E alla fama di Tal-Ur, almeno in parte, in fondo era
dovuta anche la dipartita di Norax dalle città marinare con la richiesta di
adozione presso la Vera Gente.
Ciò era accaduto solo dopo quell’infelice giorno di
lutto, in cui egli aveva subito la perdita dei genitori nel naufragio presso lo
scoglio del Mal Vento,
da cui soltanto lui si era salvato, tremante e bagnato come un pulcino, orfano
e solo.
Le parole di Lèkere interruppero nuovamente il corso
dei suoi pensieri, come se lei potesse veramente leggerli: “Ma non volevo certo
rattristarti così Norax, né indurti a lugubri pensieri: pensa invece al viaggio
avventuroso che ti attende dopo avere compiuto questo, e che ti permetterà di
vedere altre genti, altri costumi, altri paesaggi sulla costa dove sorge il
sole!”.
Gli occhi di Lèkere brillarono di entusiasmo e gli
parlarono di coraggio e di avventura, riflettendo il sole che ormai era basso
nel cielo e che li illuminava meglio, tra il primo diradarsi degli alberi.
Lèkere indossava una veste lunga di lino grezzo ed
un mantello viola scuro. Non si copriva mai il capo e il volto con veli o
panni, come invece spesso facevano le altre donne: oggi non portava neanche
l’alto cappello appuntito, distintivo della casta sacerdotale, che le sarebbe
stato di impiccio. Il sole illuminava di luce rossastra il disegno che lei
portava ricamato sul petto: una colomba bianca posata tra le corna di un toro,
sulla cui fronte campeggiava una familiare doppia ascia. Era un motivo caro a
Ennin, la Grande Madre a cui ella doveva i suoi misteriosi poteri e per conto
della quale li dispensava con amore sulla sua gente...

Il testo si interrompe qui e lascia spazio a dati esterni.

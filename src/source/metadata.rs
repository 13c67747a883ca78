//! Track duration probes

use async_trait::async_trait;
use lofty::config::ParseOptions;
use lofty::prelude::*;
use lofty::probe::Probe;
use std::collections::HashMap;
use std::path::PathBuf;

use super::DurationProbe;
use crate::error::MetadataError;

/// Reads durations from file headers with lofty
pub struct LoftyProbe {
    root: PathBuf,
}

impl LoftyProbe {
    pub fn new(root: impl Into<PathBuf>) -> Self {
        Self { root: root.into() }
    }
}

#[async_trait]
impl DurationProbe for LoftyProbe {
    async fn probe_duration(&self, name: &str) -> Result<Option<f64>, MetadataError> {
        let path = self.root.join(name);
        let owned_name = name.to_string();

        // lofty does blocking IO
        tokio::task::spawn_blocking(move || {
            let tagged_file = Probe::open(&path)
                .and_then(|probe| probe.options(ParseOptions::new()).read())
                .map_err(|e| MetadataError::Probe {
                    name: owned_name.clone(),
                    reason: e.to_string(),
                })?;

            let seconds = tagged_file.properties().duration().as_secs_f64();
            tracing::debug!(track = %owned_name, seconds, "Probed duration");

            Ok((seconds > 0.0).then_some(seconds))
        })
        .await
        .map_err(|e| MetadataError::Task(e.to_string()))?
    }
}

/// Durations from a fixed table; unknown names report no duration
#[derive(Debug, Default, Clone)]
pub struct FixedProbe {
    durations: HashMap<String, f64>,
}

impl FixedProbe {
    pub fn new() -> Self {
        Self::default()
    }

    pub fn with(mut self, name: &str, seconds: f64) -> Self {
        self.durations.insert(name.to_string(), seconds);
        self
    }
}

#[async_trait]
impl DurationProbe for FixedProbe {
    async fn probe_duration(&self, name: &str) -> Result<Option<f64>, MetadataError> {
        Ok(self.durations.get(name).copied())
    }
}
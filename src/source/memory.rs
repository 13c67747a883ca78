//! In-memory byte source

use async_trait::async_trait;
use bytes::Bytes;
use parking_lot::RwLock;
use std::collections::BTreeMap;
use std::io::Cursor;

use super::{ByteSource, ByteStream, TrackEntry};
use crate::error::SourceError;

/// Tracks held in memory. Entries can be added, replaced and removed while
/// the station runs, which makes it handy for embedding and for tests.
#[derive(Default)]
pub struct MemorySource {
    tracks: RwLock<BTreeMap<String, Bytes>>,
}

impl MemorySource {
    pub fn new() -> Self {
        Self::default()
    }

    pub fn with_track(self, name: &str, data: impl Into<Bytes>) -> Self {
        self.insert(name, data);
        self
    }

    pub fn insert(&self, name: &str, data: impl Into<Bytes>) {
        self.tracks.write().insert(name.to_string(), data.into());
    }

    pub fn remove(&self, name: &str) -> bool {
        self.tracks.write().remove(name).is_some()
    }
}

#[async_trait]
impl ByteSource for MemorySource {
    async fn list_tracks(&self) -> Result<Vec<TrackEntry>, SourceError> {
        Ok(self
            .tracks
            .read()
            .iter()
            .map(|(name, data)| TrackEntry {
                name: name.clone(),
                size: data.len() as u64,
            })
            .collect())
    }

    async fn open_range(&self, name: &str, start: u64) -> Result<ByteStream, SourceError> {
        let data = self
            .tracks
            .read()
            .get(name)
            .cloned()
            .ok_or_else(|| SourceError::NotFound(name.to_string()))?;
        let start = (start as usize).min(data.len());
        Ok(Box::pin(Cursor::new(data.slice(start..))))
    }
}
//! Shared mode: one paced reader fanned out to every listener

use bytes::BytesMut;
use parking_lot::Mutex;
use std::sync::Arc;
use std::time::Duration;
use tokio::io::AsyncReadExt;
use tokio::task::JoinHandle;
use tokio::time::Instant;
use tokio_util::sync::CancellationToken;

use super::{NowPlaying, MIN_ERROR_PAUSE};
use crate::catalog::{Track, TrackCatalog};
use crate::config::BroadcastConfig;
use crate::error::SourceError;
use crate::fanout::BackpressureGovernor;
use crate::sync::{to_byte_offset, ProgramClock};

enum TrackEnd {
    Finished,
    /// Last listener left mid-track
    Suspended,
    Stopped,
}

struct Mark {
    track_index: usize,
    track: String,
    duration: f64,
    offset_secs: f64,
    at: Instant,
}

/// Where the shared producer actually is.
///
/// Inter-track gaps and pacing slack make the producer trail the program
/// clock, so status reports read this instead while it is set.
#[derive(Clone, Default)]
pub struct Playhead(Arc<Mutex<Option<Mark>>>);

impl Playhead {
    pub fn new() -> Self {
        Self::default()
    }

    fn set(&self, track: &Track, offset_secs: f64) {
        *self.0.lock() = Some(Mark {
            track_index: track.index,
            track: track.name.clone(),
            duration: track.duration,
            offset_secs,
            at: Instant::now(),
        });
    }

    fn clear(&self) {
        *self.0.lock() = None;
    }

    /// `None` while the producer is suspended or stopped
    pub fn now_playing(&self) -> Option<NowPlaying> {
        let mark = self.0.lock();
        let mark = mark.as_ref()?;
        let offset = mark.offset_secs + mark.at.elapsed().as_secs_f64();
        Some(NowPlaying {
            track_index: mark.track_index,
            track: mark.track.clone(),
            offset_secs: offset.min(mark.duration),
            duration_secs: mark.duration,
        })
    }
}

/// Walks the catalog at real-time pace and offers each chunk to a snapshot
/// of the registry. Reads nothing while nobody is listening.
pub struct SharedProducer {
    catalog: Arc<TrackCatalog>,
    clock: ProgramClock,
    governor: BackpressureGovernor,
    playhead: Playhead,
    chunk_size: usize,
    gap: Duration,
}

impl SharedProducer {
    pub fn new(
        catalog: Arc<TrackCatalog>,
        clock: ProgramClock,
        governor: BackpressureGovernor,
        config: &BroadcastConfig,
    ) -> Self {
        Self {
            catalog,
            clock,
            governor,
            playhead: Playhead::new(),
            chunk_size: config.chunk_size,
            gap: config.inter_track_gap(),
        }
    }

    /// Publish progress to `playhead`
    pub fn with_playhead(mut self, playhead: Playhead) -> Self {
        self.playhead = playhead;
        self
    }

    pub fn spawn(self, stop: CancellationToken) -> JoinHandle<()> {
        tokio::spawn(self.run(stop))
    }

    pub async fn run(self, stop: CancellationToken) {
        let registry = self.governor.registry().clone();

        'program: loop {
            if registry.is_empty() {
                tracing::info!("No listeners, producer suspended");
            }
            tokio::select! {
                _ = stop.cancelled() => break,
                _ = registry.wait_for_listener() => {}
            }

            // (re)join the program where the clock says it is
            let catalog = self.catalog.snapshot();
            let position = self.clock.current_position(&catalog);
            let Some(first) = catalog.track(position.track_index) else {
                tracing::warn!("Empty catalog, producer stopping");
                break;
            };
            let mut track = first.clone();
            let mut start = to_byte_offset(&track, position.offset_secs);
            tracing::info!(
                track = %track.name,
                index = track.index,
                offset_secs = format!("{:.3}", position.offset_secs),
                start_byte = start,
                "Producer resuming"
            );

            loop {
                let mut pause = self.gap;
                match self.play(&track, start, &stop).await {
                    Ok(TrackEnd::Finished) => {}
                    Ok(TrackEnd::Suspended) => {
                        self.playhead.clear();
                        continue 'program;
                    }
                    Ok(TrackEnd::Stopped) => break 'program,
                    Err(e) => {
                        self.playhead.clear();
                        tracing::warn!("Skipping {}: {}", track.name, e);
                        pause = pause.max(MIN_ERROR_PAUSE);
                    }
                }

                let catalog = self.catalog.snapshot();
                let Some(next) = catalog.next_after(&track.name) else {
                    break 'program;
                };
                track = next.clone();
                start = 0;

                tokio::select! {
                    _ = stop.cancelled() => break 'program,
                    _ = tokio::time::sleep(pause) => {}
                }
            }
        }

        self.playhead.clear();
        tracing::info!("Producer stopped");
    }

    async fn play(
        &self,
        track: &Track,
        start: u64,
        stop: &CancellationToken,
    ) -> Result<TrackEnd, SourceError> {
        let registry = self.governor.registry();
        if registry.is_empty() {
            return Ok(TrackEnd::Suspended);
        }

        let source = self.catalog.source();
        let mut reader = tokio::select! {
            _ = stop.cancelled() => return Ok(TrackEnd::Stopped),
            opened = source.open_range(&track.name, start) => opened?,
        };

        let rate = track.byte_rate();
        let paced = rate.is_finite() && rate > 0.0;
        let offset_of = |bytes: u64| if paced { bytes as f64 / rate } else { 0.0 };
        self.playhead.set(track, offset_of(start));
        let started = Instant::now();
        let mut sent: u64 = 0;
        let mut buf = BytesMut::with_capacity(self.chunk_size);

        loop {
            if registry.is_empty() {
                return Ok(TrackEnd::Suspended);
            }

            if paced {
                let due = started + Duration::from_secs_f64(sent as f64 / rate);
                tokio::select! {
                    _ = stop.cancelled() => return Ok(TrackEnd::Stopped),
                    _ = tokio::time::sleep_until(due) => {}
                }
            }

            buf.reserve(self.chunk_size);
            let mut limited = (&mut reader).take(self.chunk_size as u64);
            let read = tokio::select! {
                _ = stop.cancelled() => return Ok(TrackEnd::Stopped),
                read = limited.read_buf(&mut buf) => read,
            };
            let n = read.map_err(|e| SourceError::from_io(&track.name, e))?;
            if n == 0 {
                return Ok(TrackEnd::Finished);
            }

            let chunk = buf.split().freeze();
            self.playhead.set(track, offset_of(start + sent));
            let report = self.governor.fan_out(&registry.snapshot(), &chunk);
            if report.rejected > 0 || report.evicted > 0 {
                tracing::trace!(
                    track = %track.name,
                    accepted = report.accepted,
                    rejected = report.rejected,
                    evicted = report.evicted,
                    "Chunk fan-out"
                );
            }
            sent += n as u64;
        }
    }
}
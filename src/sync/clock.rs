//! Program clock
//!
//! The program is the catalog played end to end, forever. Given the instant
//! broadcasting started, any wall-clock time maps to exactly one track and
//! one offset inside it. Nothing but the epoch is stored.

use chrono::{DateTime, Utc};
use serde::Serialize;

use crate::catalog::Catalog;

/// A point in the looping program
#[derive(Debug, Clone, Copy, PartialEq, Serialize)]
pub struct ProgramPosition {
    pub track_index: usize,
    pub offset_secs: f64,
}

impl ProgramPosition {
    pub const START: ProgramPosition = ProgramPosition {
        track_index: 0,
        offset_secs: 0.0,
    };
}

/// Maps wall-clock time onto the program
#[derive(Debug, Clone, Copy, PartialEq, Eq)]
pub struct ProgramClock {
    epoch: DateTime<Utc>,
}

impl ProgramClock {
    pub fn new(epoch: DateTime<Utc>) -> Self {
        Self { epoch }
    }

    /// Clock whose epoch is now
    pub fn starting_now() -> Self {
        Self::new(Utc::now())
    }

    pub fn epoch(&self) -> DateTime<Utc> {
        self.epoch
    }

    /// Position at the current instant
    pub fn current_position(&self, catalog: &Catalog) -> ProgramPosition {
        self.position_at(catalog, Utc::now())
    }

    /// Position at `now`.
    ///
    /// The offset is always inside `[0, track.duration)`. Instants before
    /// the epoch map to the start of the program; an empty catalog yields
    /// [`ProgramPosition::START`].
    pub fn position_at(&self, catalog: &Catalog, now: DateTime<Utc>) -> ProgramPosition {
        let total = catalog.total_duration();
        if catalog.is_empty() || !(total > 0.0) {
            return ProgramPosition::START;
        }

        let elapsed = self.elapsed_secs(now).rem_euclid(total);
        // rem_euclid may round up to `total`
        let elapsed = if elapsed < total { elapsed } else { 0.0 };

        let Some(mut index) = catalog.index_at(elapsed) else {
            return ProgramPosition::START;
        };
        let mut offset = elapsed - catalog.start_of(index);

        // cumulative sums can put us a rounding error past the end
        let duration = catalog.track(index).map(|t| t.duration).unwrap_or(0.0);
        if offset >= duration {
            index = (index + 1) % catalog.len();
            offset = 0.0;
        }

        ProgramPosition {
            track_index: index,
            offset_secs: offset.max(0.0),
        }
    }

    fn elapsed_secs(&self, now: DateTime<Utc>) -> f64 {
        let delta = now.signed_duration_since(self.epoch);
        match delta.num_microseconds() {
            Some(us) => (us.max(0)) as f64 / 1_000_000.0,
            // beyond ~292k years of microseconds; milliseconds still fit
            None => (delta.num_milliseconds().max(0)) as f64 / 1_000.0,
        }
    }
}

#[cfg(test)]
mod tests {
    use super::*;
    use crate::catalog::track::test_catalog;
    use chrono::{Duration, TimeZone};
    use proptest::prelude::*;

    fn t0() -> DateTime<Utc> {
        Utc.with_ymd_and_hms(2024, 1, 1, 0, 0, 0).unwrap()
    }

    fn ab() -> Catalog {
        test_catalog(&[("a", 10.0, 5000), ("b", 20.0, 10000)])
    }

    #[test]
    fn test_late_join_lands_in_second_track() {
        let clock = ProgramClock::new(t0());
        let pos = clock.position_at(&ab(), t0() + Duration::seconds(12));
        assert_eq!(pos.track_index, 1);
        assert!((pos.offset_secs - 2.0).abs() < 1e-9);
    }

    #[test]
    fn test_wraps_around_program() {
        let clock = ProgramClock::new(t0());
        let pos = clock.position_at(&ab(), t0() + Duration::seconds(30 * 3 + 4));
        assert_eq!(pos.track_index, 0);
        assert!((pos.offset_secs - 4.0).abs() < 1e-9);
    }

    #[test]
    fn test_exact_boundary_starts_next_track() {
        let clock = ProgramClock::new(t0());
        let pos = clock.position_at(&ab(), t0() + Duration::seconds(10));
        assert_eq!(pos, ProgramPosition { track_index: 1, offset_secs: 0.0 });
    }

    #[test]
    fn test_empty_catalog_is_start() {
        let clock = ProgramClock::new(t0());
        let pos = clock.position_at(&Catalog::default(), t0() + Duration::seconds(99));
        assert_eq!(pos, ProgramPosition::START);
    }

    #[test]
    fn test_before_epoch_is_start() {
        let clock = ProgramClock::new(t0());
        let pos = clock.position_at(&ab(), t0() - Duration::seconds(5));
        assert_eq!(pos, ProgramPosition::START);
    }

    #[test]
    fn test_same_instant_is_idempotent() {
        let clock = ProgramClock::new(t0());
        let now = t0() + Duration::milliseconds(123_456);
        let catalog = ab();
        assert_eq!(clock.position_at(&catalog, now), clock.position_at(&catalog, now));
    }

    proptest! {
        #[test]
        fn prop_position_in_range(
            durations in prop::collection::vec(0.001f64..600.0, 1..20),
            elapsed_ms in 0i64..10_000_000_000,
        ) {
            let rows: Vec<(String, f64, u64)> = durations
                .iter()
                .enumerate()
                .map(|(i, d)| (format!("t{:03}", i), *d, 1000))
                .collect();
            let borrowed: Vec<(&str, f64, u64)> =
                rows.iter().map(|(n, d, s)| (n.as_str(), *d, *s)).collect();
            let catalog = test_catalog(&borrowed);

            let clock = ProgramClock::new(t0());
            let pos = clock.position_at(&catalog, t0() + Duration::milliseconds(elapsed_ms));

            prop_assert!(pos.track_index < catalog.len());
            let duration = catalog.track(pos.track_index).unwrap().duration;
            prop_assert!(pos.offset_secs >= 0.0);
            prop_assert!(pos.offset_secs < duration);
        }
    }
}
//! Set of connected listeners

use parking_lot::Mutex;
use std::collections::HashMap;
use std::sync::Arc;
use tokio::sync::watch;

use super::sink::{ListenerId, Sink};

struct RegistryInner {
    sinks: Mutex<HashMap<ListenerId, Arc<Sink>>>,
    /// Listener count, published on every membership change
    count: watch::Sender<usize>,
}

/// Connected sinks, shared by the HTTP layer, the governor and producers.
///
/// One mutex guards the map and is never held across an await. The count
/// watch channel doubles as the "listener added" signal.
#[derive(Clone)]
pub struct ListenerRegistry {
    inner: Arc<RegistryInner>,
}

impl ListenerRegistry {
    pub fn new() -> Self {
        let (count, _) = watch::channel(0);
        Self {
            inner: Arc::new(RegistryInner {
                sinks: Mutex::new(HashMap::new()),
                count,
            }),
        }
    }

    pub fn add(&self, sink: Arc<Sink>) {
        let id = sink.id();
        let total = {
            let mut sinks = self.inner.sinks.lock();
            sinks.insert(id, sink);
            self.inner.count.send_replace(sinks.len());
            sinks.len()
        };
        tracing::info!(listener = %id, listeners = total, "Listener connected");
    }

    /// Remove a sink; removing twice is harmless
    pub fn remove(&self, id: ListenerId) -> Option<Arc<Sink>> {
        let (removed, total) = {
            let mut sinks = self.inner.sinks.lock();
            let removed = sinks.remove(&id);
            if removed.is_some() {
                self.inner.count.send_replace(sinks.len());
            }
            (removed, sinks.len())
        };
        if removed.is_some() {
            tracing::info!(listener = %id, listeners = total, "Listener removed");
        }
        removed
    }

    pub fn get(&self, id: ListenerId) -> Option<Arc<Sink>> {
        self.inner.sinks.lock().get(&id).cloned()
    }

    /// Stable copy of the current members, for iterating without the lock
    pub fn snapshot(&self) -> Vec<Arc<Sink>> {
        self.inner.sinks.lock().values().cloned().collect()
    }

    pub fn len(&self) -> usize {
        self.inner.sinks.lock().len()
    }

    pub fn is_empty(&self) -> bool {
        self.len() == 0
    }

    /// Resolves as soon as at least one listener is connected
    pub async fn wait_for_listener(&self) {
        let mut count = self.inner.count.subscribe();
        // the sender lives as long as `self`, so this cannot fail
        let _ = count.wait_for(|n| *n > 0).await;
    }

    pub fn watch_count(&self) -> watch::Receiver<usize> {
        self.inner.count.subscribe()
    }

    /// Close and remove every sink; returns how many were removed
    pub fn close_all(&self) -> usize {
        let drained: Vec<Arc<Sink>> = {
            let mut sinks = self.inner.sinks.lock();
            let drained = sinks.drain().map(|(_, sink)| sink).collect();
            self.inner.count.send_replace(0);
            drained
        };
        for sink in &drained {
            sink.close();
        }
        drained.len()
    }
}

impl Default for ListenerRegistry {
    fn default() -> Self {
        Self::new()
    }
}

Ormai percorrevano un tratto più brullo di
altopiano, quasi privo di piante alte, e capricciosi refoli di aneto e
rosmarino presero a titillare le loro narici mentre trotterellando lasciavano
alla loro sinistra la strada per Mago-Twrshna ed alla loro destra quella per la
cava delle pietre sacre. Qua e là si aprivano, ora più spesso, delle valli
profonde in cui la vegetazione era fitta e alta e nel cui fondo si indovinavano
- o si udivano scorrere - dei rigagnoli. Alcune valli erano ampie e
accoglienti, altre strette e inaccessibili, ma tutte erano selvaggiamente
belle, in qualche modo inquietanti e sempre struggentemente profumate...
Norax sapeva che perfino i cacciatori vi si
avventuravano prudentemente in gruppi o in catene, tenendosi continuamente l’un
l’altro a portata di voce o di flauto - essi stessi evitando le valli più
pericolose.
Perdersi poteva significare non tornare mai più a
casa.
Nessun cervo poteva avere tanto valore. Se esso
riusciva ad imboccare incolume certe ripide strade, pericolose ed impervie,
sarebbe stato graziato. Sfuggendo con furbizia alle laboriose reti di robusto
lino, alle sibilanti fionde di cuoio ed agli imponenti archi - intrecciati di
legno, tendini e d’osso - avrebbe meritato il dignitoso rispetto del cacciatore
ed il risparmio della vita.
“Ecco” - disse a un certo punto Lèkere, indicando
una valle più ampia, nella quale un sentiero adesso appena riconoscibile
sceglieva di inoltrarsi, scendendovi capriccioso - “Ecco la tua strada, Norax:
al guado passa sulle pietre, io ti dico, anche se ti bagnerai fino alla vita;
diffida dell’erba troppo verde intorno.
Dopo il guado, la strada sarà più grande e più in piano. Forse incontrerai
qualche pastore che sposta le greggi. Se sarai fortunato, qualcuno su di un
carro ti renderà più spedito e più comodo il viaggio. E poi, il
bagaglio si assesta nell’andare: sei
partito aglio, non tornare cipolla... Nulla ti accadrà ad impedire che ci si
incontri ancora, se sarai saggio e attento come puoi esserlo, Norax: così io ti
dico adesso e così sarà”. E con queste ultime parole di avvertimento e di
augurio la Bithia Lèkere dai grandi occhi magici e profondi lo baciò appena
sulle labbra e subito dopo lo lasciò solo.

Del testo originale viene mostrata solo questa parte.